* Assigned task *
Would you please transcribe the records below from the line with "if let Ok(event) = web_sys::Event::new(INTERACTION_EVENT)" through their final line, exactly and with no other lines?

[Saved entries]
//! Main page composing the board and controls modules side by side.

use leptos::prelude::*;

use crate::components::board_panel::BoardPanel;
use crate::components::controls_panel::ControlsPanel;

/// Two-column shell: board on the left, controls on the right. The panels
/// hold no reference to each other; they converge through the cache and
/// the identity broadcaster alone.
#[component]
pub fn LifePage() -> impl IntoView {
    view! {
        <div class="life-page">
            <div class="life-page__board">
                <h1>"Conway's Game of Life"</h1>
                <BoardPanel/>
            </div>
            <div class="life-page__controls">
                <ControlsPanel/>
            </div>
        </div>
    }
}
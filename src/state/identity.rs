//! Active-board identity pointer shared across independently-mounted modules.
//!
//! The board module and the controls module have no reference to one
//! another; they converge on the same board through a durable pointer
//! (`localStorage`) plus a page-wide broadcast event. Subscribers receive
//! the current value synchronously on registration, so a late-mounting
//! module never misses the initial state.
//!
//! The bus also carries the cell-interaction signal: fired on every grid
//! click regardless of request outcome, and used by the controls module to
//! distinguish "user has started interacting" from "no board yet".

#[cfg(test)]
#[path = "identity_test.rs"]
mod identity_test;

use std::cell::RefCell;
use std::rc::{Rc, Weak};

#[cfg(feature = "hydrate")]
const STORAGE_KEY: &str = "lifeboard_board";
#[cfg(feature = "hydrate")]
const IDENTITY_EVENT: &str = "lifeboard:board-changed";
#[cfg(feature = "hydrate")]
const INTERACTION_EVENT: &str = "lifeboard:board-interacted";

type IdentityFn = Rc<dyn Fn(Option<&str>)>;
type InteractionFn = Rc<dyn Fn()>;

#[derive(Default)]
struct BusInner {
    active: Option<String>,
    interacted: bool,
    next_listener: u64,
    identity_listeners: Vec<(u64, IdentityFn)>,
    interaction_listeners: Vec<(u64, InteractionFn)>,
}

/// Page-wide identity broadcaster. Cheap to clone; clones share listeners.
#[derive(Clone, Default)]
pub struct IdentityBus {
    inner: Rc<RefCell<BusInner>>,
}

impl IdentityBus {
    /// A bus seeded from the persisted pointer, when one exists.
    pub fn new() -> Self {
        let bus = Self::default();
        if let Some(id) = read_stored() {
            bus.inner.borrow_mut().active = Some(id);
        }
        bus
    }

    /// The persisted active board identity.
    pub fn active(&self) -> Option<String> {
        self.inner.borrow().active.clone()
    }

    /// Persist `id` as the active board and broadcast the change to every
    /// listener in the page, including those registered in other modules.
    /// After this returns, every `active()` call observes `id`.
    pub fn set_active(&self, id: &str) {
        persist(id);
        let changed = {
            let mut inner = self.inner.borrow_mut();
            if inner.active.as_deref() == Some(id) {
                false
            } else {
                inner.active = Some(id.to_owned());
                true
            }
        };
        if changed {
            self.notify_identity();
            dispatch_identity_event(id);
        }
    }

    /// Deliver the current identity synchronously, then again on every
    /// subsequent change.
    pub fn on_identity_changed(&self, listener: impl Fn(Option<&str>) + 'static) -> BusListener {
        let callback: IdentityFn = Rc::new(listener);
        let (id, current) = {
            let mut inner = self.inner.borrow_mut();
            let id = inner.next_listener;
            inner.next_listener += 1;
            inner.identity_listeners.push((id, Rc::clone(&callback)));
            (id, inner.active.clone())
        };
        callback(current.as_deref());
        BusListener {
            inner: Rc::downgrade(&self.inner),
            id,
            kind: ListenerKind::Identity,
        }
    }

    /// Record a grid interaction and broadcast it page-wide. Fired on every
    /// click, before and independent of the resulting request.
    pub fn mark_interacted(&self) {
        self.inner.borrow_mut().interacted = true;
        self.notify_interaction();
        dispatch_interaction_event();
    }

    pub fn was_interacted(&self) -> bool {
        self.inner.borrow().interacted
    }

    /// Deliver on every interaction; delivered once immediately when the
    /// user has already interacted.
    pub fn on_interaction(&self, listener: impl Fn() + 'static) -> BusListener {
        let callback: InteractionFn = Rc::new(listener);
        let (id, interacted) = {
            let mut inner = self.inner.borrow_mut();
            let id = inner.next_listener;
            inner.next_listener += 1;
            inner.interaction_listeners.push((id, Rc::clone(&callback)));
            (id, inner.interacted)
        };
        if interacted {
            callback();
        }
        BusListener {
            inner: Rc::downgrade(&self.inner),
            id,
            kind: ListenerKind::Interaction,
        }
    }

    /// Bind this bus to the page: changes published by other modules via
    /// the broadcast events are folded back into local state. Call once
    /// after mounting. No-op outside the browser.
    pub fn attach_window_events(&self) {
        #[cfg(feature = "hydrate")]
        {
            use wasm_bindgen::JsCast;
            use wasm_bindgen::prelude::Closure;

            let Some(window) = web_sys::window() else {
                return;
            };

            let bus = self.clone();
            let on_identity = Closure::<dyn Fn(web_sys::Event)>::new(move |event: web_sys::Event| {
                let detail = event
                    .dyn_into::<web_sys::CustomEvent>()
                    .ok()
                    .and_then(|e| e.detail().as_string())
                    .or_else(read_stored);
                bus.apply_external(detail.as_deref());
            });
            let _ = window.add_event_listener_with_callback(
                IDENTITY_EVENT,
                on_identity.as_ref().unchecked_ref(),
            );
            on_identity.forget();

            let bus = self.clone();
            let on_interaction = Closure::<dyn Fn(web_sys::Event)>::new(move |_event: web_sys::Event| {
                bus.apply_external_interaction();
            });
            let _ = window.add_event_listener_with_callback(
                INTERACTION_EVENT,
                on_interaction.as_ref().unchecked_ref(),
            );
            on_interaction.forget();
        }
    }

    /// Fold in an identity observed from another module's broadcast.
    /// Updates local state and listeners without re-dispatching the event.
    #[cfg(feature = "hydrate")]
    fn apply_external(&self, id: Option<&str>) {
        let changed = {
            let mut inner = self.inner.borrow_mut();
            if inner.active.as_deref() == id {
                false
            } else {
                inner.active = id.map(ToOwned::to_owned);
                true
            }
        };
        if changed {
            self.notify_identity();
        }
    }

    #[cfg(feature = "hydrate")]
    fn apply_external_interaction(&self) {
        self.inner.borrow_mut().interacted = true;
        self.notify_interaction();
    }

    fn notify_identity(&self) {
        let (listeners, current): (Vec<IdentityFn>, Option<String>) = {
            let inner = self.inner.borrow();
            (
                inner.identity_listeners.iter().map(|(_, l)| Rc::clone(l)).collect(),
                inner.active.clone(),
            )
        };
        for listener in listeners {
            listener(current.as_deref());
        }
    }

    fn notify_interaction(&self) {
        let listeners: Vec<InteractionFn> = {
            let inner = self.inner.borrow();
            inner.interaction_listeners.iter().map(|(_, l)| Rc::clone(l)).collect()
        };
        for listener in listeners {
            listener();
        }
    }
}

#[derive(Clone, Copy)]
enum ListenerKind {
    Identity,
    Interaction,
}

/// Handle returned by the subscribe methods. Unsubscribing is idempotent.
pub struct BusListener {
    inner: Weak<RefCell<BusInner>>,
    id: u64,
    kind: ListenerKind,
}

impl BusListener {
    pub fn unsubscribe(&self) {
        if let Some(inner) = self.inner.upgrade() {
            let mut inner = inner.borrow_mut();
            match self.kind {
                ListenerKind::Identity => {
                    inner.identity_listeners.retain(|(id, _)| *id != self.id);
                }
                ListenerKind::Interaction => {
                    inner.interaction_listeners.retain(|(id, _)| *id != self.id);
                }
            }
        }
    }
}

/// Read the persisted board pointer from localStorage.
fn read_stored() -> Option<String> {
    #[cfg(feature = "hydrate")]
    {
        let storage = web_sys::window()?.local_storage().ok()??;
        storage.get_item(STORAGE_KEY).ok()?
    }
    #[cfg(not(feature = "hydrate"))]
    {
        None
    }
}

/// Persist the board pointer to localStorage.
fn persist(id: &str) {
    #[cfg(feature = "hydrate")]
    {
        if let Some(window) = web_sys::window() {
            if let Ok(Some(storage)) = window.local_storage() {
                let _ = storage.set_item(STORAGE_KEY, id);
            }
        }
    }
    #[cfg(not(feature = "hydrate"))]
    {
        let _ = id;
    }
}

/// Broadcast an identity change to other modules in the page.
fn dispatch_identity_event(id: &str) {
    #[cfg(feature = "hydrate")]
    {
        if let Some(window) = web_sys::window() {
            let init = web_sys::CustomEventInit::new();
            init.set_detail(&wasm_bindgen::JsValue::from_str(id));
            if let Ok(event) =
                web_sys::CustomEvent::new_with_event_init_dict(IDENTITY_EVENT, &init)
            {
                let _ = window.dispatch_event(&event);
            }
        }
    }
    #[cfg(not(feature = "hydrate"))]
    {
        let _ = id;
    }
}

/// Broadcast a grid interaction to other modules in the page.
fn dispatch_interaction_event() {
    #[cfg(feature = "hydrate")]
    {
        if let Some(window) = web_sys::window() {
            if let Ok(event) = web_sys::Event::new(INTERACTION_EVENT) {
                let _ = window.dispatch_event(&event);
            }
        }
    }
}
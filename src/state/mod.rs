//! Client-side synchronization core: server-state cache, board identity
//! broadcast, optimistic edits, and the autoplay scheduler.

#[cfg(test)]
#[path = "scenario_test.rs"]
mod scenario_test;

pub mod autoplay;
pub mod cache;
pub mod edit;
pub mod identity;
pub mod queries;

* Response box *
            if let Ok(event) = web_sys::Event::new(INTERACTION_EVENT) {
                let _ = window.dispatch_event(&event);
            }
        }
    }
}
filename src/state/mod.rs
//! Client-side synchronization core: server-state cache, board identity
//! broadcast, optimistic edits, and the autoplay scheduler.

#[cfg(test)]
#[path = "scenario_test.rs"]
mod scenario_test;

pub mod autoplay;
pub mod cache;
pub mod edit;
pub mod identity;
pub mod queries;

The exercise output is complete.